In [1]:
import pandas as pd
import numpy as np
import math
from numpy.linalg import inv, det
import matplotlib.pyplot as plt
from mpl_toolkits import mplot3d
import scipy.stats as stats
import itertools

In [2]:
tr_data = pd.read_csv('data/veh.dat', sep=",", header=None)
test_data = pd.read_csv('data/vehtest.dat', sep=',', header=None)

In [3]:
class BaggingEnsembler():
    def __init__(self, tr_data, test_data, seed=2000):
        self.train_data = tr_data
        self.test_data = test_data
        self.response_column = len(self.train_data.columns) - 1
        self.n_class = len(self.train_data.iloc[:, self.response_column].value_counts())       
        self.seed = seed
    
    def bootstrap(self):
        num_obs = len(self.train_data)
        bs_train = self.train_data.sample(n=num_obs, replace=True)
        return bs_train.sort_index()
    
    @staticmethod
    def generate_components(input):
        dat_label = pd.DataFrame(input.iloc[:,-1]).copy()
        dat_label.columns = ['class']
        n_class = len(dat_label['class'].value_counts())
        dat_pred = pd.DataFrame(input.iloc[:,:-1]).copy()
        freq_vec = np.array([len(dat_pred[dat_label['class'] == i]) for i in range(1, n_class +1)])
        categorized = [dat_pred[dat_label['class'] == i] for i in range(1, n_class + 1)]
        mean_vec = [categorized[i].apply(np.mean) for i in range(0, n_class)]
        cov_vec = [categorized[i].cov() for i in range(0, n_class)]
        return dat_pred, dat_label, mean_vec, cov_vec, freq_vec, n_class
    
    @staticmethod
    def run_classification(input_pred, mean, cov, freq, n_class):
        prior_vec = freq/sum(freq)
        dev_mat = [input_pred - mean[i] for i in range(n_class)]
        cov_lda = sum([(freq[i] - 1) * cov[i] / (sum(freq) - n_class) for i in range(n_class)])
        res = [dev_mat[i].apply(lambda x: math.exp(-0.5 * np.matmul(np.matmul(x,  inv(cov_lda)), np.transpose(x))), axis=1) * prior_vec[i] for i in range(n_class)]
        res_ = pd.DataFrame(np.transpose(res))
        pred_res = res_.idxmax(axis=1)
        pred_res = pred_res.map(lambda x: x+1)
        pred_res = pd.DataFrame(pred_res, columns=['pred_label'])
        return pred_res, res_
    
    def bagging(self, num=51):
        res_list = []
        for i in range(num):
            new_train = self.bootstrap()
            tr_pred, tr_label, mean_vec, cov_vec, freq_vec, n_class = self.generate_components(new_train)
            test_pred, test_label, _, _, _, _ = self.generate_components(self.test_data)
            predicted_label_train, _ = self.run_classification(tr_pred, mean_vec, cov_vec, freq_vec, n_class)
            predicted_label_test, _ = self.run_classification(test_pred, mean_vec, cov_vec, freq_vec, n_class)
            res_list.append(predicted_label_test)
        bag_result =[pd.DataFrame(one_res) for one_res in res_list]
        bag_result = pd.concat(bag_result, axis=1)
        count_res = bag_result.apply(lambda x: x.value_counts().idxmax(), axis=1)
        return count_res

In [4]:
def accuracy(model_res, label):
    return sum(model_res == label)/len(label)

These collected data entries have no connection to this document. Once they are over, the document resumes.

//! EMR and Lambda provider implementations

use crate::awscli::AwsCli;
use crate::error::AwsError;
use async_trait::async_trait;
use gridflow_cloud::{
    CloudError, ClusterDescription, ClusterId, ClusterProvider, ClusterState, ClusterSummary,
    FunctionConfig, FunctionProvider, FunctionSummary,
};
use std::path::Path;

fn provider_err(e: AwsError) -> CloudError {
    CloudError::Provider(e.to_string())
}

/// EMR-backed cluster provider.
pub struct EmrProvider {
    cli: AwsCli,
    region: String,
}

impl EmrProvider {
    pub fn new(region: impl Into<String>) -> Self {
        let region = region.into();
        Self {
            cli: AwsCli::new(&region),
            region,
        }
    }
}

#[async_trait]
impl ClusterProvider for EmrProvider {
    fn name(&self) -> &str {
        "emr"
    }

    fn region(&self) -> &str {
        &self.region
    }

    async fn create_cluster(&self, spec: &serde_json::Value) -> gridflow_cloud::Result<ClusterId> {
        let output = self.cli.create_cluster(spec).await.map_err(provider_err)?;
        Ok(ClusterId::new(output.cluster_id))
    }

    async fn describe_cluster(
        &self,
        id: &ClusterId,
    ) -> gridflow_cloud::Result<ClusterDescription> {
        let detail = self
            .cli
            .describe_cluster(id.as_str())
            .await
            .map_err(provider_err)?;
        Ok(ClusterDescription {
            state: ClusterState::from(detail.status.state.as_str()),
            master_public_dns: detail.master_public_dns_name,
        })
    }

    async fn terminate_cluster(&self, id: &ClusterId) -> gridflow_cloud::Result<()> {
        self.cli
            .terminate_clusters(id.as_str())
            .await
            .map_err(provider_err)
    }

    async fn list_clusters(&self) -> gridflow_cloud::Result<Vec<ClusterSummary>> {
        let entries = self.cli.list_clusters().await.map_err(provider_err)?;
        Ok(entries
            .into_iter()
            .map(|entry| ClusterSummary {
                id: ClusterId::new(entry.id),
                name: entry.name,
                state: ClusterState::from(entry.status.state.as_str()),
            })
            .collect())
    }

    async fn submit_step(
        &self,
        id: &ClusterId,
        step: &serde_json::Value,
    ) -> gridflow_cloud::Result<String> {
        // The AddJobFlowSteps API takes a list; one step per submission.
        let steps = serde_json::Value::Array(vec![step.clone()]);
        let output = self
            .cli
            .add_steps(id.as_str(), &steps)
            .await
            .map_err(provider_err)?;
        output
            .step_ids
            .into_iter()
            .next()
            .ok_or_else(|| CloudError::Provider("add-steps returned no step id".to_string()))
    }
}

/// Lambda-backed function provider.
pub struct LambdaProvider {
    cli: AwsCli,
}

impl LambdaProvider {
    pub fn new(region: impl Into<String>) -> Self {
        Self {
            cli: AwsCli::new(region),
        }
    }
}

#[async_trait]
impl FunctionProvider for LambdaProvider {
    async fn list_functions(&self) -> gridflow_cloud::Result<Vec<FunctionSummary>> {
        let entries = self.cli.list_functions().await.map_err(provider_err)?;
        Ok(entries
            .into_iter()
            .map(|entry| FunctionSummary {
                name: entry.function_name,
                runtime: entry.runtime.unwrap_or_else(|| "-".to_string()),
                code_size: entry.code_size,
                last_modified: entry.last_modified,
            })
            .collect())
    }

    async fn create_function(&self, config: &FunctionConfig) -> gridflow_cloud::Result<()> {
        self.cli
            .create_function(
                &config.name,
                &config.handler,
                &config.runtime,
                &config.role,
                config.timeout_secs,
                config.memory_mb,
                &config.archive,
            )
            .await
            .map_err(provider_err)
    }

    async fn update_function_code(&self, name: &str, archive: &Path) -> gridflow_cloud::Result<()> {
        self.cli
            .update_function_code(name, archive)
            .await
            .map_err(provider_err)
    }

    async fn delete_function(&self, name: &str) -> gridflow_cloud::Result<()> {
        self.cli.delete_function(name).await.map_err(provider_err)
    }
}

def get_confmat(pred_res, true, n_class, method='4'):
    if method != '4' and method != '6':
        conf_mat = pd.DataFrame([[sum(pred_res[true == i] == j) for i in range(1, n_class+1)] for j in range(1, n_class + 1)])
    elif method == '6':
        class_label = ["No", "Yes"]
        conf_mat = pd.DataFrame([[sum(pred_res[true == i] == j) for i in class_label] for j in class_label])
    else:
        conf_mat = pd.DataFrame([[sum(pred_res[true == i] == j) for i in range(0, n_class)] for j in range(0, n_class)])
    conf_mat = conf_mat.rename(columns={0:1, 1:2, 2:3, 3:4}, index={0:1, 1:2, 2:3, 3:4})
    conf_mat.index.name = 'Predicted Class'
    conf_mat.columns.name = 'Actual Class'
    return conf_mat

In [7]:
BE = BaggingEnsembler(tr_data, test_data)
# no bagging result
tr_pred, tr_label, mean_vec, cov_vec, freq_vec, n_class = BE.generate_components(tr_data)
test_pred, test_label, _, _, _, _ = BE.generate_components(test_data)
predicted_label_test, _ = BE.run_classification(test_pred, mean_vec, cov_vec, freq_vec, n_class)
# bagging result
pred_res = BE.bagging(num=51)

o_file = 'ace.txt'
with open(o_file, 'w') as outf:
    outf.write("(1) LDA - no bagging\n")
    outf.write("ID, Actual class, LDA-nobagging pred\n")
    outf.write("====================================\n")
    for i in range(5):
        outf.write("{}, {}, {}\n".format(i, test_label['class'][i], predicted_label_test['pred_label'][i]))
    outf.write("(continue)\n\n")
    outf.write("Confusion Matrix (LDA - no bagging)\n")
    outf.write("===================================\n")
    no_bag_mat = get_confmat(predicted_label_test['pred_label'], test_label['class'], BE.n_class, method='7')
    outf.write(str(no_bag_mat))
    outf.write("\n")
    outf.write("\n")
    outf.write("Model Summary (LDA - no bagging)\n")
    outf.write("================================\n")
    outf.write("Overall accuracy: {:.3f}\n".format(accuracy(predicted_label_test['pred_label'], test_label['class'])))
    outf.write("\n(2) LDA - bagging\n")
    outf.write("ID, Actual class, LDA-bagging pred\n")
    outf.write("==================================\n")
    for i in range(5):
        outf.write("{}, {}, {}\n".format(i, test_label['class'][i], pred_res[i]))
    outf.write("(continue)\n\n")
    outf.write("Confusion Matrix (LDA - bagging)\n")
    outf.write("===================================\n")
    bag_mat = get_confmat(pred_res, test_label['class'], BE.n_class, method='7')
    outf.write(str(bag_mat))
    outf.write("\n")
    outf.write("\n")
    outf.write("Model Summary (LDA - bagging)\n")
    outf.write("================================\n")
    outf.write("Overall accuracy: {:.3f}\n".format(accuracy(pred_res, test_label['class'])))